Julidochromis are small-growing dwarf cichlids and easy to spawn and care for if their basic needs are fulfilled. Like all Lake Tanganyika cichlids, they are best maintained in hard alkaline water, with a pH of 8.5–9.0 and a hardness of 12–14 kH, and in aquaria no smaller than 60–80 L. Only one species of Julidochromis should be kept in any single aquarium, as the species within this genus tend to hybridise easily. As noted above, hybridisation with Chalinochromis and/or Telmatochromis is suspected, and it is common enough in Lamprologini to better avoid keeping more than one species of this tribe per aquarium.

The tank should be decorated with rocks to form caves and passageways as shelter; like many other Rift Valley cichlids they tend to be territorial and somewhat aggressive. However, Julidochromis can be shy in the aquarium and the use of dither fish may reduce their tendency to remain hidden. Despite this, like many Rift Lake cichlids they can be aggressive. It is therefore best to keep them not with general tropical fish, but with other cichlids.

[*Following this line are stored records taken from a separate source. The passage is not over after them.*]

//! Slice — an ordered, owning sequence of nodes
//!
//! The slice owns neighbour relations: a node's previous and next nodes are
//! simply its index neighbours, and every node's `place` equals its index.
//! Editing operations float the labels they could invalidate and leave the
//! slice relinked; resolving those labels is the caller's job.

use super::edge::{LabelKind, RestoreHint, TargetLocator};
use super::node::MacroNode;
use crate::ids::{EntityId, IdGenerator, NodeId};
use log::debug;
use std::collections::{HashMap, HashSet};
use std::fmt;

/// Where `Slice::splice` inserts
#[derive(Debug, Clone, Copy, PartialEq, Eq)]
pub enum SplicePosition {
    Start,
    End,
    At(usize),
}

#[derive(Debug, Clone)]
pub struct Slice {
    id: EntityId,
    nodes: Vec<MacroNode>,
    index: HashMap<NodeId, usize>,
}

impl Slice {
    pub fn new(id: EntityId) -> Self {
        Self {
            id,
            nodes: Vec::new(),
            index: HashMap::new(),
        }
    }

    /// Take ownership of `nodes` in order
    ///
    /// Panics on duplicate node ids.
    pub fn from_nodes(id: EntityId, nodes: Vec<MacroNode>) -> Self {
        let mut slice = Self {
            id,
            nodes,
            index: HashMap::new(),
        };
        slice.relink();
        slice
    }

    pub fn id(&self) -> &EntityId {
        &self.id
    }

    pub fn len(&self) -> usize {
        self.nodes.len()
    }

    pub fn is_empty(&self) -> bool {
        self.nodes.is_empty()
    }

    pub fn nodes(&self) -> &[MacroNode] {
        &self.nodes
    }

    pub fn node(&self, position: usize) -> &MacroNode {
        &self.nodes[position]
    }

    pub(crate) fn node_mut(&mut self, position: usize) -> &mut MacroNode {
        &mut self.nodes[position]
    }

    pub(crate) fn nodes_mut(&mut self) -> &mut [MacroNode] {
        &mut self.nodes
    }

    pub fn first(&self) -> Option<&MacroNode> {
        self.nodes.first()
    }

    pub fn last(&self) -> Option<&MacroNode> {
        self.nodes.last()
    }

    pub fn position(&self, id: &NodeId) -> Option<usize> {
        self.index.get(id).copied()
    }

    /// Position of the first node matching `predicate`
    pub fn position_where(&self, predicate: impl Fn(&MacroNode) -> bool) -> Option<usize> {
        self.nodes.iter().position(predicate)
    }

    pub fn contains(&self, id: &NodeId) -> bool {
        self.index.contains_key(id)
    }

    pub fn prev(&self, position: usize) -> Option<&MacroNode> {
        position.checked_sub(1).and_then(|p| self.nodes.get(p))
    }

    pub fn next(&self, position: usize) -> Option<&MacroNode> {
        self.nodes.get(position + 1)
    }

    /// Signed distance from `from` to the node `to`, if `to` is here
    pub fn offset(&self, from: usize, to: &NodeId) -> Option<isize> {
        self.position(to).map(|p| p as isize - from as isize)
    }

    pub fn has_floating_edges(&self) -> bool {
        self.nodes.iter().any(MacroNode::has_floating_edges)
    }

    pub(crate) fn push(&mut self, node: MacroNode) {
        let position = self.nodes.len();
        assert!(
            self.index.insert(node.id().clone(), position).is_none(),
            "duplicate node id {} in slice {}",
            node.id(),
            self.id
        );
        self.nodes.push(node);
        self.nodes[position].set_place(position);
    }

    /// Recompute positions and the id index
    ///
    /// Panics on duplicate node ids.
    pub fn relink(&mut self) {
        self.index.clear();
        for (position, node) in self.nodes.iter_mut().enumerate() {
            node.set_place(position);
            assert!(
                self.index.insert(node.id().clone(), position).is_none(),
                "duplicate node id {} in slice {}",
                node.id(),
                self.id
            );
        }
    }

    /// Restore hint for an inner edge of the node at `position`
    fn inner_hint(&self, position: usize, target: &NodeId) -> RestoreHint {
        RestoreHint {
            prior_target: Some(target.clone()),
            offset: self.offset(position, target),
            location: None,
        }
    }

    /// Float every attached inner edge of the node at `position`
    pub fn detach_inner_labels(&mut self, position: usize) {
        let hints: Vec<Option<RestoreHint>> = self.nodes[position]
            .edges()
            .iter()
            .map(|edge| match (edge.kind(), edge.target()) {
                (LabelKind::Inner, Some(target)) => Some(self.inner_hint(position, target)),
                _ => None,
            })
            .collect();
        for (edge, hint) in self.nodes[position].edges_mut().iter_mut().zip(hints) {
            if let Some(hint) = hint {
                edge.float(hint);
            }
        }
    }

    /// Float every attached outer edge of the node at `position`
    pub fn detach_outer_labels(&mut self, position: usize, locator: &TargetLocator) {
        for edge in self.nodes[position].edges_mut() {
            if edge.kind() != LabelKind::Outer {
                continue;
            }
            if let Some(target) = edge.target().cloned() {
                edge.float(locator.outer_hint(&target));
            }
        }
    }

    /// Float one named edge of the node at `position`
    ///
    /// Returns `false` if the node has no such edge or it is already floating.
    pub fn detach_edge(&mut self, position: usize, parameter: &str, locator: &TargetLocator) -> bool {
        let Some(edge) = self.nodes[position].edge(parameter) else {
            return false;
        };
        let Some(target) = edge.target() else {
            return false;
        };
        let hint = match edge.kind() {
            LabelKind::Inner => self.inner_hint(position, target),
            LabelKind::Outer => locator.outer_hint(target),
        };
        match self.nodes[position].edge_mut(parameter) {
            Some(edge) => {
                edge.float(hint);
                true
            }
            None => false,
        }
    }

    /// Float inner edges anywhere in the slice that point into `targets`
    pub fn detach_incoming_inner(&mut self, targets: &HashSet<NodeId>) {
        for position in 0..self.nodes.len() {
            let hints: Vec<Option<RestoreHint>> = self.nodes[position]
                .edges()
                .iter()
                .map(|edge| match (edge.kind(), edge.target()) {
                    (LabelKind::Inner, Some(target)) if targets.contains(target) => {
                        Some(self.inner_hint(position, target))
                    }
                    _ => None,
                })
                .collect();
            for (edge, hint) in self.nodes[position].edges_mut().iter_mut().zip(hints) {
                if let Some(hint) = hint {
                    edge.float(hint);
                }
            }
        }
    }

    fn detach_range(&mut self, first: usize, last: usize, locator: &TargetLocator) {
        let moved: HashSet<NodeId> = self.nodes[first..=last].iter().map(|n| n.id().clone()).collect();
        self.detach_incoming_inner(&moved);
        for position in first..=last {
            self.detach_inner_labels(position);
            self.detach_outer_labels(position, locator);
        }
    }

    /// Remove nodes `first..=last` and return them as a new slice
    ///
    /// Labels of the removed nodes, and inner labels pointing at them, are
    /// floated first. Panics if the range is out of bounds.
    pub fn cut(
        &mut self,
        first: usize,
        last: usize,
        ids: &mut IdGenerator,
        locator: &TargetLocator,
    ) -> Slice {
        assert!(
            first <= last && last < self.nodes.len(),
            "cut [{first}, {last}] out of bounds for slice {} of {} nodes",
            self.id,
            self.nodes.len()
        );
        self.detach_range(first, last, locator);
        let removed: Vec<MacroNode> = self.nodes.drain(first..=last).collect();
        self.relink();
        let cut = Slice::from_nodes(ids.next_slice(), removed);
        debug!("Cut slice {} ({} nodes) out of {}", cut.id, cut.len(), self.id);
        cut
    }

    /// Insert every node of `other` at `position`, taking ownership
    ///
    /// Panics if the position is out of bounds or a node id collides.
    pub fn splice(&mut self, other: Slice, position: SplicePosition) {
        let at = match position {
            SplicePosition::Start => 0,
            SplicePosition::End => self.nodes.len(),
            SplicePosition::At(i) => i,
        };
        assert!(
            at <= self.nodes.len(),
            "splice position {at} out of bounds for slice {}",
            self.id
        );
        debug!("Splicing slice {} ({} nodes) into {} at {}", other.id, other.len(), self.id, at);
        let tail: Vec<MacroNode> = self.nodes.split_off(at);
        self.nodes.extend(other.nodes);
        self.nodes.extend(tail);
        self.relink();
    }

    /// Insert a single node before `position`
    pub fn insert_node(&mut self, position: usize, node: MacroNode) {
        assert!(position <= self.nodes.len(), "insert position {position} out of bounds");
        self.nodes.insert(position, node);
        self.relink();
    }

    /// Remove the node at `position`, floating the inner labels that
    /// pointed at it and its own labels
    pub fn remove_node(&mut self, position: usize, locator: &TargetLocator) -> MacroNode {
        assert!(position < self.nodes.len(), "remove position {position} out of bounds");
        self.detach_range(position, position, locator);
        let node = self.nodes.remove(position);
        self.relink();
        node
    }

    /// Exchange two nodes; their labels and inner labels pointing at them
    /// are floated
    pub fn swap_nodes(&mut self, i: usize, j: usize) {
        assert!(i < self.nodes.len() && j < self.nodes.len(), "swap out of bounds");
        if i == j {
            return;
        }
        let moved: HashSet<NodeId> = [self.nodes[i].id().clone(), self.nodes[j].id().clone()].into();
        self.detach_incoming_inner(&moved);
        self.detach_inner_labels(i);
        self.detach_inner_labels(j);
        self.nodes.swap(i, j);
        self.relink();
    }

    /// Reverse the order of nodes `first..=last`
    pub fn invert(&mut self, first: usize, last: usize) {
        assert!(first <= last && last < self.nodes.len(), "invert out of bounds");
        let moved: HashSet<NodeId> = self.nodes[first..=last].iter().map(|n| n.id().clone()).collect();
        self.detach_incoming_inner(&moved);
        for position in first..=last {
            self.detach_inner_labels(position);
        }
        self.nodes[first..=last].reverse();
        self.relink();
    }

    /// Deep copy with fresh ids and every edge floating
    ///
    /// Inner edges keep their offset; outer edges keep the target's
    /// location as recorded by `locator`.
    pub fn clone_slice(&self, ids: &mut IdGenerator, locator: &TargetLocator) -> Slice {
        let mut nodes = Vec::with_capacity(self.nodes.len());
        for (position, node) in self.nodes.iter().enumerate() {
            let hints = node
                .edges()
                .iter()
                .map(|edge| match (edge.kind(), edge.target(), edge.hint()) {
                    (LabelKind::Inner, Some(target), _) => self.inner_hint(position, target),
                    (LabelKind::Outer, Some(target), _) => locator.outer_hint(target),
                    (_, None, Some(hint)) => hint.clone(),
                    (_, None, None) => RestoreHint::default(),
                })
                .collect();
            nodes.push(node.clone_with_hints(ids, hints));
        }
        Slice::from_nodes(ids.next_slice(), nodes)
    }
}

impl fmt::Display for Slice {
    fn fmt(&self, f: &mut fmt::Formatter<'_>) -> fmt::Result {
        let ids: Vec<&str> = self.nodes.iter().map(|n| n.id().as_str()).collect();
        write!(f, "{}", ids.join("-"))
    }
}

As noted above, Julidochromis species are monogamous, but pair bonds can break and hostilities may result in the death of one of the pair, generally the smaller fish. If a pair does split in an aquarium it is often best to separate the pair. Fry can be maintained with the parents and should be fed protein-rich foods such as baby brine shrimp. Parents can sometimes be found leading their fry around the aquarium.